As I went into the room, I had both my recorder and camera ready, but somehow I just couldn't take any photos. There were personal moments still being played out -- hugs, words of encouragement, tears -- and although I was well withing my rights to shoot those scenes, I simply didn't feel it was right. Of course, with that outlook, I'm probably not going to win many Pulitzer Prizes, but I can live with that. I just didn't feel like those images should necessarily be recorded and shared.
So, instead of diving right in, I stepped back. I watched as the seniors relived those painful moments at the end of the game, and struggled to put into words the feelings they were experiencing. And when I finally did ask a few questions, I did my best to frame them positively, because the last thing this group deserved was to be beaten up for coming up one shot short against a great team.

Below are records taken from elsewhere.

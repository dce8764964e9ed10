// rust/reader-core/src/storage/traits.rs

//! Storage abstraction traits used by the readers and the binary cache.

use std::io::{Read, Seek, Write};
use std::path::Path;

use crate::error::Result;

/// Metadata about a stored file.
#[derive(Debug, Clone)]
pub struct ObjectMeta {
    /// Size of the file in bytes.
    pub size: u64,
    /// Last modification time, if available.
    pub modified: Option<std::time::SystemTime>,
}

/// A handle for reading from storage.
///
/// The on-disk reader's producer owns one of these for the lifetime of the
/// pipeline and rewinds it with `Seek` on every reset.
pub trait StorageReader: Read + Seek + Send {
    /// Returns the total size of the file in bytes.
    fn size(&self) -> u64;

    /// Reads up to `length` bytes starting at `start`.
    ///
    /// The returned buffer is shorter than `length` only when the range runs
    /// past the end of the file. The cursor position afterwards is unspecified.
    ///
    /// # Errors
    ///
    /// Returns an error if seeking or reading fails.
    fn read_range(&mut self, start: u64, length: usize) -> Result<Vec<u8>>;
}

/// A handle for writing to storage.
pub trait StorageWriter: Write + Send {
    /// Finishes the write operation, ensuring all data is persisted.
    ///
    /// # Errors
    ///
    /// Returns an error if flushing or syncing fails.
    fn finish(self: Box<Self>) -> Result<()>;
}

/// The storage backend trait.
///
/// This trait is object-safe and is shared as `Arc<dyn StorageBackend>`
/// between a reader and its background producer.
pub trait StorageBackend: Send + Sync {
    /// Checks if a file exists at the given path.
    fn exists(&self, path: &Path) -> Result<bool>;

    /// Retrieves metadata for a file.
    ///
    /// # Errors
    ///
    /// Returns an error if the file doesn't exist or metadata cannot be read.
    fn metadata(&self, path: &Path) -> Result<ObjectMeta>;

    /// Opens a file for reading.
    ///
    /// # Errors
    ///
    /// Returns an error if the file doesn't exist or cannot be opened.
    fn open_read(&self, path: &Path) -> Result<Box<dyn StorageReader>>;

    /// Opens a file for writing, truncating any existing content.
    fn open_write(&self, path: &Path) -> Result<Box<dyn StorageWriter>>;

    /// Deletes a file.
    fn delete(&self, path: &Path) -> Result<()>;

    /// Renames a file, replacing the destination if it exists.
    fn rename(&self, from: &Path, to: &Path) -> Result<()>;
}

It's just not right that this team will be remembered by some people for coming up short in this game. These people will find fault with the way WVU played on Texas' last mad rush down the floor, or the rebounding margin, or some other fool statistic. That's not the legacy of these seniors, and it surely isn't their defining moment.
As several other Blue & Gold News staffers have noted over the past few weeks, it has been a privilege to cover this team. And while I have, for the most part, been able to retain my objectivity while covering this group of players over the last four years, I'll freely admit that I didn't have one bit of neutrality as I questioned the Fantastic Five for the last time. And you know what, I'm not going to apologize for that, either. Because, faced with the ultimate stomach-punch ending to a game, a season and a career, each and every one of the players faced it with heads held high.
Certainly, there were different emotions on display, but every senior answered every question. No one hid out in the shower. No one ducked queries. For goodness, sake, several of them were even able to offer smiles and philsophical viewpoints. Which, I'll again admit, I certainly wasn't able to do, and probably won't be for at least a few weeks.
Maybe only a group with a character as strong as this one possessed would be able to take such a devastating blow and respond as it did. Maybe that's a sign of just how special these five seniors really were. One thing I do know at this point, however, is that they did themselves, and West Virginia University, proud under the most difficult of circumstances. And that's the one thing that certainly was right.